Il testo ricostruisce le tesi filosofiche e teologiche che nei secoli hanno appassionato la ricerca dell’uomo (della relazione fra anima e corpo, dell’immortalità dell’anima, del significato del paradiso). Ciascuna delle tre tesi viene infine esaminata più o meno a fondo alla luce della Parola biblica (Sola Scriptura). In particolar modo ho apprezzato l’analisi che l’autore dedica alla terza tesi, che approfondisce il tema della reincarnazione: sebbene tale teoria abbia trovato pochi seguaci nella storia della chiesa, rimanendo per lo più incompatibile con la fede cristiana, afferma Ricca, oggi i cristiani sono sempre più propensi ad accettare per sé la reincarnazione, anche a causa della diffusione delle filosofie orientali e della religiosità induista.

Significativo è lo spazio dato alle posizioni dell’Ortodossia, che alla stessa domanda di senso risponde dettagliatamente, indicando le varie tappe del viaggio ultraterreno dell’anima dopo la sua separazione dal corpo. L’autore ricostruisce le motivazioni bibliche che sono alla base delle diverse tradizioni vigenti nell’Ortodossia, nel solco della posizione dei primi cristiani. Questa è infatti la risposta del Nuovo Testamento alla stessa domanda, che è «unanime» su certi aspetti della questione e «differenziata» su altri. «Unità e diversità sono inseparabili, si completano a vicenda». E i racconti evangelici più antichi riportano l’incredulità e lo stupore da parte dei discepoli per la risurrezione di Gesù che è la risposta cristiana alla nostra domanda di senso. Nonostante questi sentimenti, l’annuncio della morte e della risurrezione di Gesù hanno rappresentato il fondamento del nostro Credo.
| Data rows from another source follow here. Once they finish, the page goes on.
//! Database connection pool management
//!
//! Provides PostgreSQL pool creation and configuration for the Chirp services

mod metrics;

use metrics::update_pool_metrics;
pub use metrics::acquire_with_metrics;

use sqlx::postgres::{PgPool, PgPoolOptions};
use std::fmt;
use std::time::Duration;
use tracing::{debug, error, info};

const METRICS_INTERVAL: Duration = Duration::from_secs(30);

/// Database connection pool configuration
#[derive(Clone)]
pub struct DbConfig {
    /// Service name for metrics labeling
    pub service_name: String,
    /// PostgreSQL connection URL
    pub database_url: String,
    /// Maximum number of connections
    pub max_connections: u32,
    /// Minimum number of connections
    pub min_connections: u32,
    /// Connection creation timeout (new connection to PostgreSQL)
    pub connect_timeout_secs: u64,
    /// Connection acquisition timeout (get connection from pool)
    pub acquire_timeout_secs: u64,
    /// Connection idle timeout
    pub idle_timeout_secs: u64,
    /// Connection maximum lifetime
    pub max_lifetime_secs: u64,
}

impl fmt::Debug for DbConfig {
    fn fmt(&self, f: &mut fmt::Formatter<'_>) -> fmt::Result {
        f.debug_struct("DbConfig")
            .field("service_name", &self.service_name)
            .field("database_url", &"[REDACTED]")
            .field("max_connections", &self.max_connections)
            .field("min_connections", &self.min_connections)
            .field("connect_timeout_secs", &self.connect_timeout_secs)
            .field("acquire_timeout_secs", &self.acquire_timeout_secs)
            .field("idle_timeout_secs", &self.idle_timeout_secs)
            .field("max_lifetime_secs", &self.max_lifetime_secs)
            .finish()
    }
}

impl Default for DbConfig {
    fn default() -> Self {
        Self {
            service_name: String::from("unknown"),
            database_url: String::new(),
            max_connections: 10,
            min_connections: 2,
            connect_timeout_secs: 5,
            acquire_timeout_secs: 10,
            idle_timeout_secs: 600,
            max_lifetime_secs: 1800,
        }
    }
}

fn env_or<T: std::str::FromStr>(key: &str, default: T) -> T {
    std::env::var(key)
        .ok()
        .and_then(|v| v.parse().ok())
        .unwrap_or(default)
}

impl DbConfig {
    /// Build a DbConfig from `DB_*` environment variables.
    ///
    /// `DATABASE_URL` is optional here; callers that require it check
    /// `database_url.is_empty()` themselves.
    pub fn from_env(service_name: &str) -> Self {
        let defaults = Self::default();

        Self {
            service_name: service_name.to_string(),
            database_url: std::env::var("DATABASE_URL").unwrap_or_default(),
            max_connections: env_or("DB_MAX_CONNECTIONS", defaults.max_connections),
            min_connections: env_or("DB_MIN_CONNECTIONS", defaults.min_connections),
            connect_timeout_secs: env_or("DB_CONNECT_TIMEOUT_SECS", defaults.connect_timeout_secs),
            acquire_timeout_secs: env_or("DB_ACQUIRE_TIMEOUT_SECS", defaults.acquire_timeout_secs),
            idle_timeout_secs: env_or("DB_IDLE_TIMEOUT_SECS", defaults.idle_timeout_secs),
            max_lifetime_secs: env_or("DB_MAX_LIFETIME_SECS", defaults.max_lifetime_secs),
        }
    }

    pub fn log_config(&self) {
        info!(
            service = %self.service_name,
            max_connections = self.max_connections,
            min_connections = self.min_connections,
            connect_timeout_secs = self.connect_timeout_secs,
            acquire_timeout_secs = self.acquire_timeout_secs,
            idle_timeout_secs = self.idle_timeout_secs,
            max_lifetime_secs = self.max_lifetime_secs,
            "Database pool configuration"
        );
    }

    fn pool_options(&self) -> PgPoolOptions {
        PgPoolOptions::new()
            .max_connections(self.max_connections)
            .min_connections(self.min_connections.min(self.max_connections))
            .acquire_timeout(Duration::from_secs(self.acquire_timeout_secs))
            .idle_timeout(Duration::from_secs(self.idle_timeout_secs))
            .max_lifetime(Duration::from_secs(self.max_lifetime_secs))
            .test_before_acquire(true)
    }
}

/// Round-trip `SELECT 1` within the connect timeout.
async fn verify(pool: &PgPool, config: &DbConfig) -> Result<(), sqlx::Error> {
    let timeout = Duration::from_secs(config.connect_timeout_secs);
    match tokio::time::timeout(timeout, sqlx::query("SELECT 1").execute(pool)).await {
        Ok(result) => result.map(|_| ()),
        Err(_) => Err(sqlx::Error::Io(std::io::Error::new(
            std::io::ErrorKind::TimedOut,
            format!(
                "database verification timed out after {}s",
                config.connect_timeout_secs
            ),
        ))),
    }
}

fn spawn_metrics_updater(pool: PgPool, service: String) {
    tokio::spawn(async move {
        let mut interval = tokio::time::interval(METRICS_INTERVAL);
        loop {
            interval.tick().await;
            if pool.is_closed() {
                debug!(%service, "Pool closed, stopping metrics updater");
                break;
            }
            update_pool_metrics(&pool, &service);
        }
    });
}

/// Create a verified PostgreSQL pool and start exporting its gauges.
pub async fn create_pool(config: DbConfig) -> Result<PgPool, sqlx::Error> {
    if config.database_url.is_empty() {
        return Err(sqlx::Error::Configuration(
            "DATABASE_URL is empty".to_string().into(),
        ));
    }

    let pool = config.pool_options().connect(&config.database_url).await?;

    if let Err(e) = verify(&pool, &config).await {
        error!(service = %config.service_name, error = %e, "Database verification failed");
        pool.close().await;
        return Err(e);
    }

    info!(service = %config.service_name, "Database pool ready");
    update_pool_metrics(&pool, &config.service_name);
    spawn_metrics_updater(pool.clone(), config.service_name.clone());
    Ok(pool)
}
Ognuno di noi prima o poi affronta una riflessione personale sul tema della morte. Ricca la condivide con noi, formulando in conclusione una personale confessione di fede, che si conclude con le parole di Karl Barth: [credo che la vita eterna] sia «il mistero già reale di questa vita temporale che è la nostra”, e che sia “alla vita eterna che tutti gli uomini [e le donne] sono destinati». E correda la risposta personale con una collezione di pregevoli immagini, che ritraggono particolari di opere d’arte nazionali ed europee, dal XII secolo ai giorni nostri. Sebbene l’immaginario collettivo sia ormai mutato, sebbene gli aspetti della vita moderna ormai releghino all’esperienza personale e privata l’esperienza della morte, queste immagini ci permettono di specchiarci e di confrontarci sia sul piano della spiritualità sia su quello immaginifico, riportandoci a un confronto che potrebbe essere collettivo.

* P. Ricca, Dell’aldilà e dall’aldilà. Che cosa accade quando si muore? (Torino, Claudiana, 2018, pp. 184, euro 15,00).